ENTRIES SHOWN

::::::::::

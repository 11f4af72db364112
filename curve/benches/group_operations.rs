use criterion::{black_box, criterion_group, criterion_main, Criterion};
use curve::{EdwardsPoint, FieldElement, Group, MontgomeryPoint, RandomField, Scalar};
use rand::rngs::StdRng;
use rand::SeedableRng;

fn random_scalar(rng: &mut StdRng) -> Scalar {
    FieldElement::random(rng).into_biguint()
}

fn bench_edwards_double(c: &mut Criterion) {
    let g = EdwardsPoint::generator();
    c.bench_function("edwards_double", |bencher| {
        bencher.iter(|| black_box(black_box(&g).double()))
    });
}

fn bench_montgomery_double(c: &mut Criterion) {
    let g = MontgomeryPoint::generator();
    c.bench_function("montgomery_double", |bencher| {
        bencher.iter(|| black_box(black_box(&g).double()))
    });
}

fn bench_edwards_add(c: &mut Criterion) {
    let g = EdwardsPoint::generator();
    let h = g.mul_u64(3).expect("mul");
    c.bench_function("edwards_add", |bencher| {
        bencher.iter(|| black_box(black_box(&g).add(black_box(&h))))
    });
}

fn bench_montgomery_add(c: &mut Criterion) {
    let g = MontgomeryPoint::generator();
    let h = g.mul_u64(3).expect("mul");
    c.bench_function("montgomery_add", |bencher| {
        bencher.iter(|| black_box(black_box(&g).add(black_box(&h))))
    });
}

fn bench_edwards_scalar_mul(c: &mut Criterion) {
    let g = EdwardsPoint::generator();
    let mut rng = StdRng::seed_from_u64(42);
    let scalar = random_scalar(&mut rng);

    c.bench_function("edwards_scalar_mul", |bencher| {
        bencher.iter(|| black_box(black_box(&g).scalar_mul(black_box(&scalar))))
    });
}

fn bench_montgomery_scalar_mul(c: &mut Criterion) {
    let g = MontgomeryPoint::generator();
    let mut rng = StdRng::seed_from_u64(42);
    let scalar = random_scalar(&mut rng);

    c.bench_function("montgomery_scalar_mul", |bencher| {
        bencher.iter(|| black_box(black_box(&g).scalar_mul(black_box(&scalar))))
    });
}

fn bench_birational_maps(c: &mut Criterion) {
    let ed = EdwardsPoint::generator();
    let mont = MontgomeryPoint::generator();
    c.bench_function("edwards_to_montgomery", |bencher| {
        bencher.iter(|| black_box(black_box(&ed).to_montgomery()))
    });
    c.bench_function("montgomery_to_edwards", |bencher| {
        bencher.iter(|| black_box(black_box(&mont).to_edwards()))
    });
}

criterion_group!(
    benches,
    bench_edwards_double,
    bench_montgomery_double,
    bench_edwards_add,
    bench_montgomery_add,
    bench_edwards_scalar_mul,
    bench_montgomery_scalar_mul,
    bench_birational_maps
);
criterion_main!(benches);
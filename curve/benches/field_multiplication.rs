use criterion::{black_box, criterion_group, criterion_main, Criterion};
use curve::{FieldElement, RandomField};
use rand::rngs::StdRng;
use rand::SeedableRng;

fn bench_field_mul(c: &mut Criterion) {
    let mut rng = StdRng::seed_from_u64(42);
    let a = FieldElement::random(&mut rng);
    let b = FieldElement::random(&mut rng);
    c.bench_function("field_mul", |bencher| {
        bencher.iter(|| black_box(black_box(&a) * black_box(&b)))
    });
}

fn bench_field_invert(c: &mut Criterion) {
    let mut rng = StdRng::seed_from_u64(42);
    let a = FieldElement::random(&mut rng);
    c.bench_function("field_invert", |bencher| {
        bencher.iter(|| black_box(black_box(&a).invert()))
    });
}

fn bench_field_sqrt(c: &mut Criterion) {
    let mut rng = StdRng::seed_from_u64(42);
    let square = FieldElement::random(&mut rng).square();
    c.bench_function("field_sqrt", |bencher| {
        bencher.iter(|| black_box(black_box(&square).sqrt()))
    });
}

criterion_group!(benches, bench_field_mul, bench_field_invert, bench_field_sqrt);
criterion_main!(benches);
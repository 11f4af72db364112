use rand::distr::{Distribution, StandardUniform};
use rand::Rng;

use crate::FieldElement;

/// Helper trait for sampling random field elements.
pub trait RandomField: Sized {
    fn random<R: Rng + ?Sized>(rng: &mut R) -> Self;
}

impl Distribution<FieldElement> for StandardUniform {
    fn sample<R: Rng + ?Sized>(&self, rng: &mut R) -> FieldElement {
        loop {
            let mut bytes: [u8; 32] = rng.random();
            bytes[31] &= 0x7f;

            // Rejects the 19 values in [q, 2^255).
            if let Ok(element) = FieldElement::from_bytes_le(&bytes) {
                return element;
            }
        }
    }
}

impl RandomField for FieldElement {
    #[inline]
    fn random<R: Rng + ?Sized>(rng: &mut R) -> Self {
        StandardUniform.sample(rng)
    }
}

#[cfg(test)]
mod tests {
    use super::*;
    use crate::CurveError;
    use rand::rngs::StdRng;
    use rand::SeedableRng;

    #[test]
    fn test_random_elements_invert() {
        let mut rng = StdRng::seed_from_u64(42);
        for _ in 0..16 {
            let a = FieldElement::random(&mut rng);
            match a.invert() {
                Ok(inv) => assert_eq!(a * inv, FieldElement::one()),
                Err(err) => {
                    assert!(a.is_zero());
                    assert_eq!(err, CurveError::NotInvertible);
                }
            }
        }
    }

    #[test]
    fn test_random_squares_have_roots() {
        let mut rng = StdRng::seed_from_u64(7);
        for _ in 0..16 {
            let a = FieldElement::random(&mut rng);
            let root = a.square().sqrt().expect("square");
            assert!(root == a || root == -&a);
        }
    }
}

::::::::::

Say how many lines of the material above include the word "Distribution", giving the number alone.

RESULT
2